The Trouble with Bubbles

US Stock Bubble

When the Dow Jones industrial index (DJIA) moved above 12,500 at the beginning of July 2011 we started seeing the first references (at least, the first references I remember taking in) to a "US stock bubble", at the point circled on the chart below.

The bubble calls appeared to be absolutely vindicated when in August 2011 fear of European debt contagion stemming from Spain and Italy ripped through markets causing sharp corrections across global indices, while France's AAA rating also came under threat.

By August 6 2011 America had its own S&P credit rating downgraded from AAA to AA+ for the first time in history, with suggestions and fears that further downgrades could follow.

Fear Abounds

Investors may recall that mid-2011 was therefore an exceptionally hairy time for stockholders.

As the holder of a few heavy long positions at that time I can remember watching stock indices and talking heads on Bloomberg news around the clock...while eating breakfast, in the gym, before bed...hint: if you find yourself doing this, you probably don't have an appropriate long-term strategy in place!

In my experience, the only strategy which allows me to sleep at night through such markets is averaging into diversified products, because I know I'll likely be buying more units at a better price next month. Shareholdings in individual companies are another matter entirely (for me at least).

During Australian trade on August 9 stocks collapsed by as much as 5.5 percent as investors wondered whether the US Fed Reserve might act as a circuit-breaker to support markets, before rebounding within the same trade to close up by more than 1.2 percent.

I stand to be corrected but I don't believe such a whipsaw trade has ever been seen in Australia, either before or since. What is certainly the case is that it took a hardy soul to stay long through all of the talk of double-dip recession and debt contagion, 

Yet look at the Dow Jones (DJIA) close today, at more than 17,700. That is, the index has soared more than 42 percent higher before dividends.

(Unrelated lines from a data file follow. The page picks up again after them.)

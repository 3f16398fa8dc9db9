//! Runtime configuration read from the environment

use crate::catalog::Backend;
use crate::error::{CatalogError, Result};
use std::path::PathBuf;
use std::str::FromStr;

/// Default location of the KFD topology in sysfs
pub const DEFAULT_TOPOLOGY_ROOT: &str = "/sys/class/kfd/kfd/topology";

/// Environment variable overriding the topology root
pub const ENV_TOPOLOGY_ROOT: &str = "HC_INFO_TOPOLOGY_ROOT";
/// Environment variable naming the default accelerator
pub const ENV_DEFAULT_DEVICE: &str = "HC_INFO_DEFAULT_DEVICE";
/// Environment variable selecting the output format
pub const ENV_FORMAT: &str = "HC_INFO_FORMAT";
/// Environment variable overriding the compiled backend
pub const ENV_BACKEND: &str = "HC_INFO_BACKEND";

/// Report output format
#[derive(Debug, Clone, Copy, PartialEq, Eq, Default)]
pub enum OutputFormat {
    /// Aligned key/value lines
    #[default]
    Text,
    /// Pretty-printed JSON
    Json,
}

impl FromStr for OutputFormat {
    type Err = CatalogError;

    fn from_str(s: &str) -> Result<Self> {
        match s.trim().to_ascii_lowercase().as_str() {
            "text" => Ok(OutputFormat::Text),
            "json" => Ok(OutputFormat::Json),
            other => Err(CatalogError::InvalidConfig(format!(
                "{}: unknown output format '{}' (expected text or json)",
                ENV_FORMAT, other
            ))),
        }
    }
}

/// Reporter configuration
#[derive(Debug, Clone, PartialEq, Eq)]
pub struct Config {
    /// Root of the KFD topology tree
    pub topology_root: PathBuf,
    /// Path of the accelerator to treat as default
    pub default_device: Option<String>,
    /// Output format
    pub format: OutputFormat,
    /// Catalog backend
    pub backend: Backend,
}

impl Default for Config {
    fn default() -> Self {
        Self {
            topology_root: PathBuf::from(DEFAULT_TOPOLOGY_ROOT),
            default_device: None,
            format: OutputFormat::Text,
            backend: Backend::compiled(),
        }
    }
}

impl Config {
    /// Build the configuration from process environment variables
    pub fn from_env() -> Result<Self> {
        Self::from_lookup(|key| std::env::var(key).ok())
    }

    /// Build the configuration from an arbitrary variable lookup
    ///
    /// Empty values are treated as unset.
    pub fn from_lookup<F>(lookup: F) -> Result<Self>
    where
        F: Fn(&str) -> Option<String>,
    {
        let get = |key: &str| lookup(key).filter(|value| !value.trim().is_empty());
        let mut config = Config::default();

        if let Some(root) = get(ENV_TOPOLOGY_ROOT) {
            config.topology_root = PathBuf::from(root);
        }
        config.default_device = get(ENV_DEFAULT_DEVICE);
        if let Some(format) = get(ENV_FORMAT) {
            config.format = format.parse()?;
        }
        if let Some(backend) = get(ENV_BACKEND) {
            config.backend = backend.parse()?;
        }

        log::debug!("configuration: {:?}", config);
        Ok(config)
    }
}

Of course there will be a correction at some point, as is the nature of markets, and no doubt all and sundry will be experts after the event. 

Reading the chart from right to left is a cinch. Calling market turning points in real time when reading the chart from left to right is close to impossible.

Real estate bubbles

Not dissimilarly, Case & Shiller called a US real estate bubble in July 2003 when the index read 142.99, yet the index ran all the way to 206.52 in July 2006 before reversing all the way back from whence it came to 134.07 in March 2007. 

The latest Case-Shiller reading in 2013 showed the index to be 16.7 percent above the level it was tracking at the time of the original bubble call.